== WORK REQUIRED ==
Nothing in the data may be changed; retype all of it.

[[ INPUT RECORDS open ]]

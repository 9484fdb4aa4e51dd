//! Account verification for whisperbox.
//!
//! New accounts receive a 6-digit code by email and stay unverified
//! until the code is entered before its expiry.

use chrono::{Duration, Utc};
use rand::Rng;
use tracing::{info, warn};

use crate::db::{DbPool, User, UserRepository, TIMESTAMP_FORMAT};
use crate::error::{Result, WhisperError};

/// Message returned when the submitted code does not match the stored one.
pub const INCORRECT_CODE: &str = "Incorrect verification code";

/// Generate a 6-digit numeric verification code.
pub fn generate_verification_code() -> String {
    rand::rng().random_range(100_000..1_000_000).to_string()
}

/// Compute the expiry timestamp for a code issued now.
pub fn code_expiry_timestamp(ttl_mins: i64) -> String {
    (Utc::now().naive_utc() + Duration::minutes(ttl_mins))
        .format(TIMESTAMP_FORMAT)
        .to_string()
}

/// Verify an account with the code sent to its email address.
///
/// Expiry is checked before the code itself: an expired code reports as
/// expired even when it would not have matched, so the caller knows to
/// request a fresh one. A consumed or never-issued code also reports as
/// expired.
///
/// # Returns
///
/// The verified user on success. `WhisperError::NotFound` for an unknown
/// username, `WhisperError::CodeExpired` past expiry,
/// `WhisperError::Validation` on mismatch.
pub async fn verify_code(pool: &DbPool, username: &str, code: &str) -> Result<User> {
    let repo = UserRepository::new(pool);

    let user = repo
        .get_by_username(username)
        .await?
        .ok_or_else(|| WhisperError::NotFound("User".to_string()))?;

    if user.verify_code_expired(Utc::now().naive_utc()) {
        warn!(username = %user.username, "Verification failed: code expired");
        return Err(WhisperError::CodeExpired);
    }

    match user.verify_code.as_deref() {
        Some(stored) if stored == code => {}
        _ => {
            warn!(username = %user.username, "Verification failed: code mismatch");
            return Err(WhisperError::Validation(INCORRECT_CODE.to_string()));
        }
    }

    if !repo.mark_verified(user.id).await? {
        return Err(WhisperError::NotFound("User".to_string()));
    }

    info!(
        username = %user.username,
        user_id = user.id,
        "Account verified"
    );

    repo.get_by_id(user.id)
        .await?
        .ok_or_else(|| WhisperError::NotFound("User".to_string()))
}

[[ INPUT RECORDS closed ]]

== WRITTEN REPLY ==
repository 9484fdb4aa4e51dd
//! Account verification for whisperbox.
//!
//! New accounts receive a 6-digit code by email and stay unverified
//! until the code is entered before its expiry.

use chrono::{Duration, Utc};
use rand::Rng;
use tracing::{info, warn};

use crate::db::{DbPool, User, UserRepository, TIMESTAMP_FORMAT};
use crate::error::{Result, WhisperError};

/// Message returned when the submitted code does not match the stored one.
pub const INCORRECT_CODE: &str = "Incorrect verification code";

/// Generate a 6-digit numeric verification code.
pub fn generate_verification_code() -> String {
    rand::rng().random_range(100_000..1_000_000).to_string()
}

/// Compute the expiry timestamp for a code issued now.
pub fn code_expiry_timestamp(ttl_mins: i64) -> String {
    (Utc::now().naive_utc() + Duration::minutes(ttl_mins))
        .format(TIMESTAMP_FORMAT)
        .to_string()
}

/// Verify an account with the code sent to its email address.
///
/// Expiry is checked before the code itself: an expired code reports as
/// expired even when it would not have matched, so the caller knows to
/// request a fresh one. A consumed or never-issued code also reports as
/// expired.
///
/// # Returns
///
/// The verified user on success. `WhisperError::NotFound` for an unknown
/// username, `WhisperError::CodeExpired` past expiry,
/// `WhisperError::Validation` on mismatch.
pub async fn verify_code(pool: &DbPool, username: &str, code: &str) -> Result<User> {
    let repo = UserRepository::new(pool);

    let user = repo
        .get_by_username(username)
        .await?
        .ok_or_else(|| WhisperError::NotFound("User".to_string()))?;

    if user.verify_code_expired(Utc::now().naive_utc()) {
        warn!(username = %user.username, "Verification failed: code expired");
        return Err(WhisperError::CodeExpired);
    }

    match user.verify_code.as_deref() {
        Some(stored) if stored == code => {}
        _ => {
            warn!(username = %user.username, "Verification failed: code mismatch");
            return Err(WhisperError::Validation(INCORRECT_CODE.to_string()));
        }
    }

    if !repo.mark_verified(user.id).await? {
        return Err(WhisperError::NotFound("User".to_string()));
    }

    info!(
        username = %user.username,
        user_id = user.id,
        "Account verified"
    );

    repo.get_by_id(user.id)
        .await?
        .ok_or_else(|| WhisperError::NotFound("User".to_string()))
}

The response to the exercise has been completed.